Your assignment -> Write out the stretch of lines below that begins at the line with "compiled shader program." and ends at the line with "already be bound.", including both, exactly as given and nothing more.
--- --- ---
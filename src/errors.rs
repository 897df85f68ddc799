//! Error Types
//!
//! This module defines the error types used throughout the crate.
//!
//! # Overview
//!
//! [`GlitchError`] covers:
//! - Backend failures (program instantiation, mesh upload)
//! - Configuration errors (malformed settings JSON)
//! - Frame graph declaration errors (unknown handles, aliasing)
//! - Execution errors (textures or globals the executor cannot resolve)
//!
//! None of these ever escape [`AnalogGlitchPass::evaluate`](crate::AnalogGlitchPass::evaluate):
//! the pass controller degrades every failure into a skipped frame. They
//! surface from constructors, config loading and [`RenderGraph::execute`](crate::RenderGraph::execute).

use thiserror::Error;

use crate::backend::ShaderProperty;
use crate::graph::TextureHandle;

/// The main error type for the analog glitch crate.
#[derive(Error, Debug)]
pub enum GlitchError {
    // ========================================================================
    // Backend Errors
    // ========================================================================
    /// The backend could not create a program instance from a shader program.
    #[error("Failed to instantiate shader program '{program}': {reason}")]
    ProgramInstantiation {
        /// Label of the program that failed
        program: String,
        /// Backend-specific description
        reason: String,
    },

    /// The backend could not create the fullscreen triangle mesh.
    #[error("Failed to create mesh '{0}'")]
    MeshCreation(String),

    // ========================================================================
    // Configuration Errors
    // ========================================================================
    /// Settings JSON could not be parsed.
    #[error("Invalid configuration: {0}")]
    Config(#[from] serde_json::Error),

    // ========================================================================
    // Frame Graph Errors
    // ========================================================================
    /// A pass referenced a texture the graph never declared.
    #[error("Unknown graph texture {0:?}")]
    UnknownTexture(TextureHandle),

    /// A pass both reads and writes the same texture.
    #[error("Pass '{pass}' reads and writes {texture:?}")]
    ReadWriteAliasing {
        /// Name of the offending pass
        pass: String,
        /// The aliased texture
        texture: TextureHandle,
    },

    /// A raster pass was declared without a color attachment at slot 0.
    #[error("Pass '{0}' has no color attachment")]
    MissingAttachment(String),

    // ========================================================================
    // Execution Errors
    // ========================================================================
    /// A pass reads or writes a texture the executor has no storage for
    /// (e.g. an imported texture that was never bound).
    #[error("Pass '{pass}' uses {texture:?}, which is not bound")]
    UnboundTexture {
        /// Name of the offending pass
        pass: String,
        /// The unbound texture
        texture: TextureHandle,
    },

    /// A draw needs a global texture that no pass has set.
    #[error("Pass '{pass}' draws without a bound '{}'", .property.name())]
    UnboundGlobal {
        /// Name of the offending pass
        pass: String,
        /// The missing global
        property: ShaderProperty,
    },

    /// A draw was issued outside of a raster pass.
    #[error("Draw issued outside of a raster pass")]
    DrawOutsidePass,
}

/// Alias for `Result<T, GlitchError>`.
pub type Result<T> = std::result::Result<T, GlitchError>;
--- --- ---
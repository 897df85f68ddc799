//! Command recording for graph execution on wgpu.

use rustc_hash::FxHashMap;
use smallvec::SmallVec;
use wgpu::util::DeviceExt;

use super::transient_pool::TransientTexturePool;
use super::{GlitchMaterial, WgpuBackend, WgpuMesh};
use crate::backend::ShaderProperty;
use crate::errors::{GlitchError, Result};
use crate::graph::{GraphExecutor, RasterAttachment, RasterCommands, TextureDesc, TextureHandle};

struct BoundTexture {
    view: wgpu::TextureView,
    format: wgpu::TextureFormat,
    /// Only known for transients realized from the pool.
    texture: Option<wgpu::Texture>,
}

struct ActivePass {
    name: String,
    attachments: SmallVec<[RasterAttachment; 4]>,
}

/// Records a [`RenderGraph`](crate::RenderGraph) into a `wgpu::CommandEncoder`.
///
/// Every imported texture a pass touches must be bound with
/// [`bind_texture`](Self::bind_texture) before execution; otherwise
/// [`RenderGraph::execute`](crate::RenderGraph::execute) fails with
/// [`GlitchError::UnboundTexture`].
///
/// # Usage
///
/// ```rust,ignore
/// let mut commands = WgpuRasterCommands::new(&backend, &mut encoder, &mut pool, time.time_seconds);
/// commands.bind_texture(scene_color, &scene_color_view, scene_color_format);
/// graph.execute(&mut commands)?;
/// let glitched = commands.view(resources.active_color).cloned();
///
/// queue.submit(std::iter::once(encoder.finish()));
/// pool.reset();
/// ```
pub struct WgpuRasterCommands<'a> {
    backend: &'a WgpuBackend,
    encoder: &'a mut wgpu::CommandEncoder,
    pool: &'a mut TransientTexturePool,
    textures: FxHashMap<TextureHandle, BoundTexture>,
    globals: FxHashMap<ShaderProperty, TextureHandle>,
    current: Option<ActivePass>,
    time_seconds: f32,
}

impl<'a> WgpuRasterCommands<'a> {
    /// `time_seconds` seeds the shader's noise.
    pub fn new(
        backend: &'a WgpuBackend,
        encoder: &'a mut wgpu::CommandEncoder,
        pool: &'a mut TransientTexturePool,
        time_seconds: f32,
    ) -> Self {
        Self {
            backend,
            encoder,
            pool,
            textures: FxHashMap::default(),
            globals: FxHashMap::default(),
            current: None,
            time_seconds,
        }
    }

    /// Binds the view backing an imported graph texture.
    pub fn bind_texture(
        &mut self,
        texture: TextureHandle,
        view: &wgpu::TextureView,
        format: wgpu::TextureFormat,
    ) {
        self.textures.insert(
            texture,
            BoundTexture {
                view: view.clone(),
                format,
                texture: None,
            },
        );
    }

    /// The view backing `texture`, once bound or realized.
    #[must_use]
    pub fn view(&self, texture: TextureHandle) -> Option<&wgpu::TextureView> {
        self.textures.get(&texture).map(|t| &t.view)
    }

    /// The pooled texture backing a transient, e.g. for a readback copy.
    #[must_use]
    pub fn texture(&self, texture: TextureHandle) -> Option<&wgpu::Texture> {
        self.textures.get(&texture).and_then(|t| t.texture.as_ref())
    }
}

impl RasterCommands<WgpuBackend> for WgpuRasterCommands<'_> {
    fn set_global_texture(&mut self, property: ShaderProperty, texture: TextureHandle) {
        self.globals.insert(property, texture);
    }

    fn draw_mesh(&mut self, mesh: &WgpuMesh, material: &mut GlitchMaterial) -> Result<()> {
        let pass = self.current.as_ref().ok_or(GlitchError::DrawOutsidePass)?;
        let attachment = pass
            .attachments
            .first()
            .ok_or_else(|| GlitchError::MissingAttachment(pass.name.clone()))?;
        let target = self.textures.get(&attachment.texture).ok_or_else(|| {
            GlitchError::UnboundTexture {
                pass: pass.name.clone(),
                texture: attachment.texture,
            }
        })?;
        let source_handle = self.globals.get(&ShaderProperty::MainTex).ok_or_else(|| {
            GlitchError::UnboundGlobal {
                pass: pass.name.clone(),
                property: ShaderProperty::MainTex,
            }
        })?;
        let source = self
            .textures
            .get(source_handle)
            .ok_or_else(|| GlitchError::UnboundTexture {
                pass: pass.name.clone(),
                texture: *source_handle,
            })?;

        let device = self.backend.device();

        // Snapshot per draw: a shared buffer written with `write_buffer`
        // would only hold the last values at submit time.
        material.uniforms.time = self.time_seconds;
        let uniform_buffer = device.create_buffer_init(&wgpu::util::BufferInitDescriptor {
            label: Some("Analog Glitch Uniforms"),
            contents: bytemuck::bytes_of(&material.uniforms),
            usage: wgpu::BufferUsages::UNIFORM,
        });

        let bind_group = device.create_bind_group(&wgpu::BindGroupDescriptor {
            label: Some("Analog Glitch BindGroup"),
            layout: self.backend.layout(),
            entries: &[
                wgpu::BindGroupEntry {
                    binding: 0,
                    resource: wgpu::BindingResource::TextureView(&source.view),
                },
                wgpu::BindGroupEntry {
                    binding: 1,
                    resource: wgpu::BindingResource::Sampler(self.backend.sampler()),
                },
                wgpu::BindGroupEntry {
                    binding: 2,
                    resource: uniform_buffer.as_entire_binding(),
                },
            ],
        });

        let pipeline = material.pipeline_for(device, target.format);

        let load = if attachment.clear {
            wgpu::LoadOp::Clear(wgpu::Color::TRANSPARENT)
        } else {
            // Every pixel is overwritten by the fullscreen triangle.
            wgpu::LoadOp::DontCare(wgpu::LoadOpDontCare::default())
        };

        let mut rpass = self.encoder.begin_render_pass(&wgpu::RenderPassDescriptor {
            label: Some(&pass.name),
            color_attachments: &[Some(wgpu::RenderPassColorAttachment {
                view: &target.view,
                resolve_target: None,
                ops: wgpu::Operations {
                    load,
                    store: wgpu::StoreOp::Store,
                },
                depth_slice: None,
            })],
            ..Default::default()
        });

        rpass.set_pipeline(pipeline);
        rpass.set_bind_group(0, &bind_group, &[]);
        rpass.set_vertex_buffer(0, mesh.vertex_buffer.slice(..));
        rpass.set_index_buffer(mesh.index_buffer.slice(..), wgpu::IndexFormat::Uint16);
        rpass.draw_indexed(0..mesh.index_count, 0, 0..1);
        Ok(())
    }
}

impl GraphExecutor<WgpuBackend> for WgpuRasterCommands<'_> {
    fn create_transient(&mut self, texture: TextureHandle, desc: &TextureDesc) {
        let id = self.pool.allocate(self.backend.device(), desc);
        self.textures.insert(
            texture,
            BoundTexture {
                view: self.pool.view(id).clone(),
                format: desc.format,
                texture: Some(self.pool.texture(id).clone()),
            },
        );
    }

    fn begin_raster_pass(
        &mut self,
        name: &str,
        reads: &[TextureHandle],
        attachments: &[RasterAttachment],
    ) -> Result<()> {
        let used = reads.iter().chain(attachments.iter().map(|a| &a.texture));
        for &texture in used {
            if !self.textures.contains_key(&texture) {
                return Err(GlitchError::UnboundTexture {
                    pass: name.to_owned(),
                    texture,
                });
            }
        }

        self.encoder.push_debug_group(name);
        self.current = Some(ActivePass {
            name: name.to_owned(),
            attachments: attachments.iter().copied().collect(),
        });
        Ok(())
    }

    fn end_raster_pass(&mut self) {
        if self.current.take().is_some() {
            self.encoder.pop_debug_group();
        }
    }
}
--- --- ---
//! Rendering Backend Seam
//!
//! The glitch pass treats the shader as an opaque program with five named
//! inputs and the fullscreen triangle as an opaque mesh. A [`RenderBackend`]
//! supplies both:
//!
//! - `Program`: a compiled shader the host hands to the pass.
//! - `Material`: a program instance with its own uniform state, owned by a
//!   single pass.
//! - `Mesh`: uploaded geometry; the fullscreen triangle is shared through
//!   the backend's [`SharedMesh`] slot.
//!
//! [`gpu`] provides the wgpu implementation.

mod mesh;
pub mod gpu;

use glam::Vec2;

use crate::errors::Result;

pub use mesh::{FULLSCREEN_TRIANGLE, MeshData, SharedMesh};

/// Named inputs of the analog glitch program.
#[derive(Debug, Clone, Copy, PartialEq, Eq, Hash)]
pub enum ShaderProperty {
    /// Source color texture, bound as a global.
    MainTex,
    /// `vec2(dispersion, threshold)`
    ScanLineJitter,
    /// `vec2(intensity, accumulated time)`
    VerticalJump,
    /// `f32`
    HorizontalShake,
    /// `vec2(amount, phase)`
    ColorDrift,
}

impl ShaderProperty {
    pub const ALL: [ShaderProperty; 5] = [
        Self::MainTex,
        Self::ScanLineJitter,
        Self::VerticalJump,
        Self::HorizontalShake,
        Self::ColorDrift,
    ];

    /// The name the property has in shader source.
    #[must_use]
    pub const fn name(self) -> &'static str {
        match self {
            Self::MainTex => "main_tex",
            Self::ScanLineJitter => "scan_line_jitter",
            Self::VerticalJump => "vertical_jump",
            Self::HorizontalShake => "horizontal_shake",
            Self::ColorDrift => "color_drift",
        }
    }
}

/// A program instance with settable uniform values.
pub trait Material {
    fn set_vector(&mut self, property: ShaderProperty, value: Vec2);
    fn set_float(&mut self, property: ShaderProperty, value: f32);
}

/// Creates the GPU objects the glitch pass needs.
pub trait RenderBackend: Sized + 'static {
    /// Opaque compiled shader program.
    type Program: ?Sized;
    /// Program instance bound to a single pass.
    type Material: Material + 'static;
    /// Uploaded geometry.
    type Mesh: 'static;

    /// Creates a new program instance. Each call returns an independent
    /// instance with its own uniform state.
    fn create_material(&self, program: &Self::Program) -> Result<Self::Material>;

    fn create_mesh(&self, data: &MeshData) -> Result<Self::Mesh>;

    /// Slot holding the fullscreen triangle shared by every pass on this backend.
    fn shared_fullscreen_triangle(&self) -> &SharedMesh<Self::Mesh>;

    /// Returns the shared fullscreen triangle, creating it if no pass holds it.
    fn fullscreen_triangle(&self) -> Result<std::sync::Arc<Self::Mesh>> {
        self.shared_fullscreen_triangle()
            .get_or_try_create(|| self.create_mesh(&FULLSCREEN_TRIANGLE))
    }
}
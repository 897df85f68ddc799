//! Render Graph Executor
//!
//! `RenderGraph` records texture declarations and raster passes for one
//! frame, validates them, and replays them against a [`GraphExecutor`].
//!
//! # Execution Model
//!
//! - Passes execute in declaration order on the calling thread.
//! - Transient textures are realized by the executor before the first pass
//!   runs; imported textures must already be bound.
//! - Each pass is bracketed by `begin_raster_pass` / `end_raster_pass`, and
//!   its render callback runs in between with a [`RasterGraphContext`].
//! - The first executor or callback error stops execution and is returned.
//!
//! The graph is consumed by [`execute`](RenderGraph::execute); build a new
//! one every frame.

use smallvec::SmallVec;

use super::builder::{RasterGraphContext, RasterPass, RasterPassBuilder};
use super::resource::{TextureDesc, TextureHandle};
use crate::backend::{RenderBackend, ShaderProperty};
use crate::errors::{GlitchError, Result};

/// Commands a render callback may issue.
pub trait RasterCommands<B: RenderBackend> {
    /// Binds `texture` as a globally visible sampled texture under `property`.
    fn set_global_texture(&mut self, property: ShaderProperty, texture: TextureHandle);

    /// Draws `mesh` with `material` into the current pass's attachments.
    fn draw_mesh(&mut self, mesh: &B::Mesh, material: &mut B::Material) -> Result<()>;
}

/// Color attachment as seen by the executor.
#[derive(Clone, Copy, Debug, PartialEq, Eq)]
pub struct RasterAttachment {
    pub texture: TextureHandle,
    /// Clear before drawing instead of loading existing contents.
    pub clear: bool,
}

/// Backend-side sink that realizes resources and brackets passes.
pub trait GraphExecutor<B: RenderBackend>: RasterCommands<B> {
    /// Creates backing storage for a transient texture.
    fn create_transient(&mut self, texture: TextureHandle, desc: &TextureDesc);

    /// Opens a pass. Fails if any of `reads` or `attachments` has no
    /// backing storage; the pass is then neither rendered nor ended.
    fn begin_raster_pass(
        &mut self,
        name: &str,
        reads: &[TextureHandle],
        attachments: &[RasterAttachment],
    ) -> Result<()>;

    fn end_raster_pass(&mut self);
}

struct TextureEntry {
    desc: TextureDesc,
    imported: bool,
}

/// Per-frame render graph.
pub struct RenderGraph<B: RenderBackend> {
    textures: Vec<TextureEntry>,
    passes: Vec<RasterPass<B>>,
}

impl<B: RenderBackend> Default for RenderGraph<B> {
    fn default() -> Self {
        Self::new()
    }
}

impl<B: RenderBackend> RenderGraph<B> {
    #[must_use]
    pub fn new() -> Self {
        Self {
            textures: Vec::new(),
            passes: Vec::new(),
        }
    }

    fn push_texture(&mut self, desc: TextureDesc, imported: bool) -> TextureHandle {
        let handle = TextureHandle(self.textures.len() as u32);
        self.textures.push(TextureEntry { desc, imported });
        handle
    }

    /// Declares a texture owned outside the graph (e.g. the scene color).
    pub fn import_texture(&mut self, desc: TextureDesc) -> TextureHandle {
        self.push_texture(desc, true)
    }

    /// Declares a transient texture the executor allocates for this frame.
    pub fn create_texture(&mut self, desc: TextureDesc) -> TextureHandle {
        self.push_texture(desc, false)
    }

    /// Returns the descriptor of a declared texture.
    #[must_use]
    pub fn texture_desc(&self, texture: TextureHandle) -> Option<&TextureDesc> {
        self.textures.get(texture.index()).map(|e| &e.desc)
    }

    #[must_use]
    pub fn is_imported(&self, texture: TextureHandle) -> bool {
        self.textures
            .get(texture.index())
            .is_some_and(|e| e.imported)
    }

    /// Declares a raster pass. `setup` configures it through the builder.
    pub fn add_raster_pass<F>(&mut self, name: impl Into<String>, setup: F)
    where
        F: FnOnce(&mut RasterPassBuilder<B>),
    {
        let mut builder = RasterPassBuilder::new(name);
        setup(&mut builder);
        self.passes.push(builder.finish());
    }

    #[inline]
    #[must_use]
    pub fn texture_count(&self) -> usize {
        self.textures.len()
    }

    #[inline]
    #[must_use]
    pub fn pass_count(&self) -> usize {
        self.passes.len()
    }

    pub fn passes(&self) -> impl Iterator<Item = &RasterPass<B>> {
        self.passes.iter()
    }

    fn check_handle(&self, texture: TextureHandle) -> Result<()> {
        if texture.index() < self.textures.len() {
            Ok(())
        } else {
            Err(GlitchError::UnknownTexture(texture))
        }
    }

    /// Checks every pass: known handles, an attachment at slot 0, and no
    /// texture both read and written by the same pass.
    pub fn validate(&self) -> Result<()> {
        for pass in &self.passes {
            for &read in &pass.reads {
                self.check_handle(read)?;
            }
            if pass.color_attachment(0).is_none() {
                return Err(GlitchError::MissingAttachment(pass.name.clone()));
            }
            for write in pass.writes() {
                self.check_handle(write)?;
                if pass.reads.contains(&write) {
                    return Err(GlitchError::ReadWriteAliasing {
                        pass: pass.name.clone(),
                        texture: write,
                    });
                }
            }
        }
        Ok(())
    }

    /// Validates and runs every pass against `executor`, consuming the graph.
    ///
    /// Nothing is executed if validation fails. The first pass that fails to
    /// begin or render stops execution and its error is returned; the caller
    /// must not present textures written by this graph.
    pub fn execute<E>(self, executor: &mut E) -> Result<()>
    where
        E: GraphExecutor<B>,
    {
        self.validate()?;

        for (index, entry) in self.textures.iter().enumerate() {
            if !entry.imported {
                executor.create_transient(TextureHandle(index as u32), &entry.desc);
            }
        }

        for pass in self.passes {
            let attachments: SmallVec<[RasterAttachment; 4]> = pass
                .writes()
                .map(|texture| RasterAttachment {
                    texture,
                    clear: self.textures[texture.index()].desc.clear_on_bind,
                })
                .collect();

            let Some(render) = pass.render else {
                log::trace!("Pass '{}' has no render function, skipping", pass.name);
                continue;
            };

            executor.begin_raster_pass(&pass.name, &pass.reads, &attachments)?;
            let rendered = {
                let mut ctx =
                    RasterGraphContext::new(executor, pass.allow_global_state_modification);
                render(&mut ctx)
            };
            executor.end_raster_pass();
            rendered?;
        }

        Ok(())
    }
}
--- --- ---
Solution to this task ->
    /// Opaque compiled shader program.
    type Program: ?Sized;
    /// Program instance bound to a single pass.
    type Material: Material + 'static;
    /// Uploaded geometry.
    type Mesh: 'static;

    /// Creates a new program instance. Each call returns an independent
    /// instance with its own uniform state.
    fn create_material(&self, program: &Self::Program) -> Result<Self::Material>;

    fn create_mesh(&self, data: &MeshData) -> Result<Self::Mesh>;

    /// Slot holding the fullscreen triangle shared by every pass on this backend.
    fn shared_fullscreen_triangle(&self) -> &SharedMesh<Self::Mesh>;

    /// Returns the shared fullscreen triangle, creating it if no pass holds it.
    fn fullscreen_triangle(&self) -> Result<std::sync::Arc<Self::Mesh>> {
        self.shared_fullscreen_triangle()
            .get_or_try_create(|| self.create_mesh(&FULLSCREEN_TRIANGLE))
    }
}
repository 897df85f68ddc799
//! Render Graph Executor
//!
//! `RenderGraph` records texture declarations and raster passes for one
//! frame, validates them, and replays them against a [`GraphExecutor`].
//!
//! # Execution Model
//!
//! - Passes execute in declaration order on the calling thread.
//! - Transient textures are realized by the executor before the first pass
//!   runs; imported textures must already be bound.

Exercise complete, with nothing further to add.